Negative nominal interest rate also means people are
discouraged to save and are encouraged to borrow... but, when even high money
supply does not stoke investment and demand... precisely means in the
liquidity-trap when people expect prices to go down because of very-low
interest-rate cost and low prices, beyond inventories, hamper new investment
and also because of uncertainty over unexpected-lag or delay in rate-hike... Instead of saying negative interest rate in EU,
i would like it to call a zero-lower-bound, or liquidity-trap in the union...
It is good for investment but bad for savings... People do not prefer savings
in banks in the trap... And, to improve commercial banks balance-sheet the
central-bank prints-money... the Fed never accepted, but, the QE was started
only when savings in bank because of liquidity-trap went down and they had few
monies to lend... QE meant we cannot reduce rates more and to increase
inflation and reduce real interest rates more money is needed... Most of the
money went off-shore in expectation of higher yield that’s right... Lower
saving and higher spending is not consistent when unemployment reached
historic-highs, means low income and demand for the economy and could only be achieved
higher by more money-supply (QE...)... It was, and is, all manifested in low
consumer-spending and inflation... People and firms were delaying purchases...
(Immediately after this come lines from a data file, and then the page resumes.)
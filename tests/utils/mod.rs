#![allow(dead_code)]

pub mod logging;
pub mod rand;

pub const LOCAL_HOST: &str = "127.0.0.1";
pub const MASTER_ADDR: &str = "127.0.0.1:8715,127.0.0.2:8715";
//! Logging facade for the configuration layer.
//!
//! Macros come from [`log`] by default and from [`tracing`] when the
//! `tracing` feature is enabled, so the embedding consumer runtime decides
//! which ecosystem receives the validation and correction messages.
//!
//! [`log`]: https://docs.rs/log
//! [`tracing`]: https://docs.rs/tracing

#[cfg(not(feature = "tracing"))]
pub use log::{debug, trace, warn};

#[cfg(feature = "tracing")]
pub use tracing::{debug, trace, warn};
//! Error manipulations.

use std::{error, fmt};

/// Client configuration result.
pub type ClientResult<T> = Result<T, ClientError>;

/// Represents all possible configuration errors.
///
/// Construction of a [`ConsumerConfig`](crate::consumer::ConsumerConfig) or
/// [`ClientConfig`](crate::config::ClientConfig) only ever fails with
/// [`ClientError::InvalidArgument`]. The other variants are produced by the
/// string-keyed property interface.
#[derive(Clone, PartialEq, Eq)]
pub enum ClientError {
    /// A constructor or setter argument broke an identity rule.
    InvalidArgument(String),
    /// The property name is not known to the configuration.
    UnknownProperty(String),
    /// The property value could not be parsed or is read-only.
    InvalidValue {
        /// Property name.
        key: String,
        /// Rejected value.
        value: String,
        /// Why the value was rejected.
        reason: String,
    },
}

impl fmt::Debug for ClientError {
    fn fmt(&self, f: &mut fmt::Formatter) -> fmt::Result {
        match self {
            ClientError::InvalidArgument(msg) => {
                write!(f, "ClientError (Invalid argument: {})", msg)
            }
            ClientError::UnknownProperty(key) => {
                write!(f, "ClientError (Unknown property: {})", key)
            }
            ClientError::InvalidValue { key, value, reason } => write!(
                f,
                "ClientError (Invalid value: {} {} {})",
                key, value, reason
            ),
        }
    }
}

impl fmt::Display for ClientError {
    fn fmt(&self, f: &mut fmt::Formatter) -> fmt::Result {
        match self {
            ClientError::InvalidArgument(msg) => write!(f, "Illegal parameter: {}", msg),
            ClientError::UnknownProperty(key) => write!(f, "Unknown property: {}", key),
            ClientError::InvalidValue { key, value, reason } => {
                write!(f, "Invalid value {:?} for {}: {}", value, key, reason)
            }
        }
    }
}

impl error::Error for ClientError {}

impl ClientError {
    pub(crate) fn invalid_argument(msg: impl Into<String>) -> ClientError {
        ClientError::InvalidArgument(msg.into())
    }

    pub(crate) fn invalid_value(
        key: &str,
        value: &str,
        reason: impl fmt::Display,
    ) -> ClientError {
        ClientError::InvalidValue {
            key: key.to_string(),
            value: value.to_string(),
            reason: reason.to_string(),
        }
    }

    /// Returns true if the error comes from an identity rule rather than
    /// from the property interface.
    pub fn is_invalid_argument(&self) -> bool {
        matches!(self, ClientError::InvalidArgument(_))
    }
}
because debt was too high... The economy was overleveraged but interest-rate
remained low even when capital became scarce... Nobody tried to boost savings
and everybody tried to increase investment... The EU has done almost the same
mistakes the US did... Except differences in private and public debt levels...
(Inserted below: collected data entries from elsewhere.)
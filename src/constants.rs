//! Shared system constants.

/// Maximum length, in characters, of a consumer group name.
pub const MAX_GROUP_NAME_LENGTH: usize = 1024;

/// Default consume model: start from the latest offset on first join.
pub const DEFAULT_CONSUME_MODEL: i32 = 0;

/// Number of heartbeats after which the full subscription info is reported.
pub const MAX_SUBSCRIBE_REPORT_INTERVAL_TIMES: i32 = 6;

pub const DEFAULT_MSG_NOT_FOUND_WAIT_PERIOD_MS: i64 = 200;
pub const DEFAULT_SHUTDOWN_REBALANCE_WAIT_PERIOD_MS: i64 = 10_000;
pub const DEFAULT_PUSH_LISTENER_WAIT_PERIOD_MS: i64 = 3_000;
pub const DEFAULT_PULL_REB_CONFIRM_WAIT_PERIOD_MS: i64 = 3_000;
pub const DEFAULT_PULL_PROTECT_CONFIRM_WAIT_PERIOD_MS: i64 = 60_000;

// Base client configuration.

pub const DEFAULT_RPC_TIMEOUT_MS: i64 = 15_000;
pub const MIN_RPC_TIMEOUT_MS: i64 = 8_000;
pub const MAX_RPC_TIMEOUT_MS: i64 = 300_000;
pub const DEFAULT_HEARTBEAT_PERIOD_MS: i64 = 13_000;
pub const DEFAULT_HEARTBEAT_PERIOD_AFTER_FAIL_MS: i64 = 60_000;
pub const DEFAULT_MAX_REGISTER_RETRY_TIMES: i32 = 5;
pub const DEFAULT_REG_FAIL_WAIT_PERIOD_MS: i64 = 1_000;
pub const DEFAULT_MAX_HEARTBEAT_RETRY_TIMES: i32 = 5;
different hues across Europe ... But, debt is debt when it goes up too much
interest-rate should follow to curb bubble, a smooth transition... a bypass to
price-stability and full-employment... means more upward-pressure on incomes to
create demand even for exports through depreciation and internal-devaluation...
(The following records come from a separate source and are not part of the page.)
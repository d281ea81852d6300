use std::sync::Once;

static INIT: Once = Once::new();

pub fn init_test_logger() {
    INIT.call_once(|| {
        let _ = env_logger::builder().is_test(true).try_init();
    });
}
It has now been in fashion to give domestic employment and income a boost
through competitive-devaluation, external and internal... More money-supply
will increase more money in the importers hands... he will import more domestic
products... Income should be a very important variable in all the models... It
increases demand... and more importantly real incomes... As the economy
approaches to full employment wages and incomes start rising which is also good
for the fiscal picture... It is sad but the EU has to be dependent on
tax-payers money like every other government for public-debt-relief... It is
sad because high debt-now will force the government to increase tax later... Austerity
in this situation will fast-forward us to that high-tax regime nightmare... We
are almost trying to pay debt in the same period, the recession-period... Apart
from genuine austerity as per this period, an equitable distribution of
interest-payments over next generation, a kind of delay in correcting the
debt-picture, will definitely help reduce the hardships of unemployment in this
period... More employment means more income and demand... Taxes, too... Ofcourse
the Government can delay longer...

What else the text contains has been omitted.